CME Outage: FX Market’s Futures Reliance Exposed, SNB Study Finds
A recent study by the Swiss National Bank (SNB) has revealed a significant dependency within the foreign exchange (FX) market on futures pricing and liquidity, particularly among non-bank market makers. The findings stem from an analysis of the disruption caused by the November 28, 2026, failure of a Chicago data centre that knocked out CME Group’s FX venues for approximately 11 hours.
The SNB’s research, published on February 24, 2026, demonstrates that currency pairs with actively traded CME futures contracts, and those primarily traded on CME-owned EBS Market, experienced the most substantial deterioration in market conditions during the outage. Bid-offer spreads widened considerably, highlighting the critical role futures play in price discovery.
Specifically, the EUR/USD pair saw spreads increase eightfold during the disruption. However, the impact was most pronounced for non-bank principal trading firms (PTFs), where spreads ballooned by nearly 30 times. This suggests these firms heavily rely on the price discovery and liquidity provided by CME futures contracts when their primary trading venues are unavailable.

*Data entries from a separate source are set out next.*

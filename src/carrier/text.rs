use anyhow::bail;
use async_trait::async_trait;
use bytes::Bytes;
use tracing::trace;

use crate::carrier::{Carrier, Header, MessageFlags};
use crate::connection::reader::ConnectionReader;
use crate::connection::state::ConnectionState;
use crate::connection::writer::BufferedConnectionWriter;


const CONNECT: [u8; 8] = *b"CONNECT ";
const CONNACK: [u8; 8] = *b"CONNACK ";
const ACK: &str = "<ACK>";

const CMD_DATA: &str = "d";
const CMD_DATA_WITH_REPLY: &str = "r";
const CMD_ADMIN: &str = "a";
const CMD_QUIT: &str = "q";

/// A human-typable line based carrier. After `CONNECT <name>`, every message is a command line
///  (`d` data, `r` data expecting a reply, `a` administrative, `q` quit) followed by a single
///  payload line; a reply is a single line. The `text_ack` variant (`CONNACK <name>`) acks
///  every message with an `<ACK>` line.
#[derive(Debug, Clone)]
pub struct TextCarrier {
    ack: bool,
}

impl TextCarrier {
    pub fn new(ack: bool) -> TextCarrier {
        TextCarrier { ack }
    }

    async fn write_line(conn: &mut ConnectionState, writer: &mut BufferedConnectionWriter) -> anyhow::Result<()> {
        let body = writer.body_bytes();
        conn.write_all(&body).await?;
        if body.last() != Some(&b'\n') {
            conn.write_all(b"\n").await?;
        }
        Ok(())
    }

    fn line_reader(line: String, conn: &ConnectionState) -> ConnectionReader {
        ConnectionReader::new(Bytes::from(line.into_bytes()), true)
            .with_route(conn.route().clone())
    }
}

#[async_trait]
impl Carrier for TextCarrier {
    fn name(&self) -> &'static str {
        if self.ack { "text_ack" } else { "text" }
    }

    fn create(&self) -> Box<dyn Carrier> {
        Box::new(self.clone())
    }

    fn check_header(&self, header: &Header) -> bool {
        header.0 == CONNECT || header.0 == CONNACK
    }

    fn set_parameters(&mut self, header: &Header) {
        self.ack = header.0 == CONNACK;
    }

    fn get_header(&self) -> Header {
        Header(if self.ack { CONNACK } else { CONNECT })
    }

    fn is_text_mode(&self) -> bool {
        true
    }

    fn require_ack(&self) -> bool {
        self.ack
    }

    fn support_reply(&self) -> bool {
        true
    }

    async fn send_header(&mut self, conn: &mut ConnectionState) -> anyhow::Result<()> {
        let line = format!("{}\n", conn.route().from_name);
        conn.write_all(&self.get_header().0).await?;
        conn.write_all(line.as_bytes()).await?;
        conn.flush().await
    }

    async fn expect_reply_to_header(&mut self, conn: &mut ConnectionState) -> anyhow::Result<()> {
        let welcome = conn.read_line().await?;
        trace!("handshake reply: {:?}", welcome);
        Ok(())
    }

    async fn write(&mut self, conn: &mut ConnectionState, writer: &mut BufferedConnectionWriter, flags: MessageFlags) -> anyhow::Result<()> {
        let command = if flags.admin {
            CMD_ADMIN
        }
        else if flags.reply_expected {
            CMD_DATA_WITH_REPLY
        }
        else {
            CMD_DATA
        };

        conn.write_all(command.as_bytes()).await?;
        conn.write_all(b"\n").await?;
        Self::write_line(conn, writer).await?;
        conn.flush().await
    }

    async fn expect_reply(&mut self, conn: &mut ConnectionState) -> anyhow::Result<ConnectionReader> {
        let line = conn.read_line().await?;
        Ok(Self::line_reader(line, conn))
    }

    async fn expect_ack(&mut self, conn: &mut ConnectionState) -> anyhow::Result<()> {
        let line = conn.read_line().await?;
        if line != ACK {
            bail!("expected {}, received {:?}", ACK, line);
        }
        Ok(())
    }

    async fn close(&mut self, conn: &mut ConnectionState) -> anyhow::Result<()> {
        conn.write_all(CMD_QUIT.as_bytes()).await?;
        conn.write_all(b"\n").await?;
        conn.flush().await
    }

    async fn expect_sender_specifier(&mut self, conn: &mut ConnectionState) -> anyhow::Result<String> {
        Ok(conn.read_line().await?.trim().to_string())
    }

    async fn respond_to_header(&mut self, conn: &mut ConnectionState) -> anyhow::Result<()> {
        let line = format!("Welcome {}\n", conn.route().to_name);
        conn.write_all(line.as_bytes()).await?;
        conn.flush().await
    }

    async fn expect_index(&mut self, conn: &mut ConnectionState) -> anyhow::Result<Option<(MessageFlags, ConnectionReader)>> {
        let command = match conn.read_first_line().await? {
            Some(command) => command,
            None => return Ok(None),
        };

        let flags = match command.trim() {
            CMD_DATA => MessageFlags::default(),
            CMD_DATA_WITH_REPLY => MessageFlags { reply_expected: true, ..Default::default() },
            CMD_ADMIN => MessageFlags { reply_expected: true, admin: true, ..Default::default() },
            CMD_QUIT => return Ok(None),
            other => bail!("unknown text command {:?}", other),
        };

        let payload = conn.read_line().await?;
        Ok(Some((flags, Self::line_reader(payload, conn))))
    }

    async fn write_reply(&mut self, conn: &mut ConnectionState, writer: &mut BufferedConnectionWriter) -> anyhow::Result<()> {
        Self::write_line(conn, writer).await?;
        conn.flush().await
    }

    async fn send_ack(&mut self, conn: &mut ConnectionState) -> anyhow::Result<()> {
        conn.write_all(ACK.as_bytes()).await?;
        conn.write_all(b"\n").await?;
        conn.flush().await
    }
}

#[cfg(test)]
mod tests {
    use rstest::rstest;
    use super::*;

    #[rstest]
    #[case::text(false, "text", b"CONNECT ")]
    #[case::text_ack(true, "text_ack", b"CONNACK ")]
    fn test_variants(#[case] ack: bool, #[case] name: &str, #[case] header: &[u8; 8]) {
        let carrier = TextCarrier::new(ack);
        assert_eq!(carrier.name(), name);
        assert_eq!(carrier.get_header(), Header(*header));
        assert_eq!(carrier.require_ack(), ack);
        assert!(carrier.is_text_mode());
    }

    #[test]
    fn test_set_parameters_is_per_instance() {
        let prototype = TextCarrier::new(false);
        let mut a = prototype.create();
        let b = prototype.create();

        a.set_parameters(&Header(CONNACK));
        assert!(a.require_ack());
        assert!(!b.require_ack());
        assert_eq!(prototype.name(), "text");
    }
}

The study underscores a vulnerability in the increasingly decentralized FX market structure, which is becoming more reliant on centralized infrastructure. CME Group, through its FX futures and options offerings, provides a central pool of liquidity and price transparency. These instruments are designed to offer capital and margin efficiencies and are centrally cleared to mitigate default risk. The company also promotes its FX Link, a cleared liquidity pool for spot-starting forwards.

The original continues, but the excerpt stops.